─── DATA RECORDS ───

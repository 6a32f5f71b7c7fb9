/// `delete_context` tool: permanently remove a stored context entry.
///
/// Grounded on `tools/delete_context.py`. Routed through the same pooled
/// `VerisClient` as every other tool, not a second, never-constructed
/// client handle (spec.md §9 source bug #1). Deletion is permanent and
/// requires an explicit `confirm=true`.
use std::collections::HashMap;
use std::sync::Arc;

use async_trait::async_trait;
use serde_json::Value;
use tokio::sync::RwLock;

use crate::cache::Cache;
use crate::client::VerisClient;
use crate::config::ToolConfig;
use crate::error::ToolError;
use crate::protocol::schemas::{ToolDescriptor, ToolParameter, ToolResult};
use crate::tools::base::{build_descriptor, Tool};

pub struct DeleteContextTool {
    client: Arc<VerisClient>,
    cache: Arc<RwLock<Cache>>,
    config: ToolConfig,
}

impl DeleteContextTool {
    pub fn new(client: Arc<VerisClient>, cache: Arc<RwLock<Cache>>, config: ToolConfig) -> Self {
        Self { client, cache, config }
    }
}

#[async_trait]
impl Tool for DeleteContextTool {
    fn descriptor(&self) -> ToolDescriptor {
        let mut properties = HashMap::new();
        properties.insert("context_id".to_string(), ToolParameter::new("string", "Identifier of the context to delete"));
        properties.insert(
            "confirm".to_string(),
            ToolParameter::new("boolean", "Confirmation that you want to delete this context"),
        );
        build_descriptor(
            "delete_context",
            "Permanently delete a stored context entry",
            properties,
            vec!["context_id".to_string(), "confirm".to_string()],
        )
    }

    async fn execute(&self, arguments: Value) -> Result<ToolResult, ToolError> {
        if !self.config.enabled {
            return Err(ToolError::new("delete_context is disabled", "tool_disabled"));
        }
        let context_id = arguments
            .get("context_id")
            .and_then(Value::as_str)
            .ok_or_else(|| ToolError::validation("Missing required parameter: context_id"))?;
        if context_id.trim().is_empty() {
            return Err(ToolError::validation("Context ID cannot be empty"));
        }
        let confirm = arguments.get("confirm").and_then(Value::as_bool).unwrap_or(false);
        if !confirm {
            return Err(ToolError::validation("Deletion requires explicit confirmation"));
        }

        let response = self
            .client
            .delete_context(context_id)
            .await
            .map_err(|err| ToolError::from_client_error(&err))?;

        self.cache.write().await.invalidate_all();
        Ok(ToolResult::success(format!("Deleted context {context_id}"), Some(response), None))
    }
}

───

What you retype should run from the first line of the entries above through the line containing "is permanent and", exactly and in full.

repository 6a32f5f71b7c7fb9
/// `delete_context` tool: permanently remove a stored context entry.
///
/// Grounded on `tools/delete_context.py`. Routed through the same pooled
/// `VerisClient` as every other tool, not a second, never-constructed
/// client handle (spec.md §9 source bug #1). Deletion is permanent and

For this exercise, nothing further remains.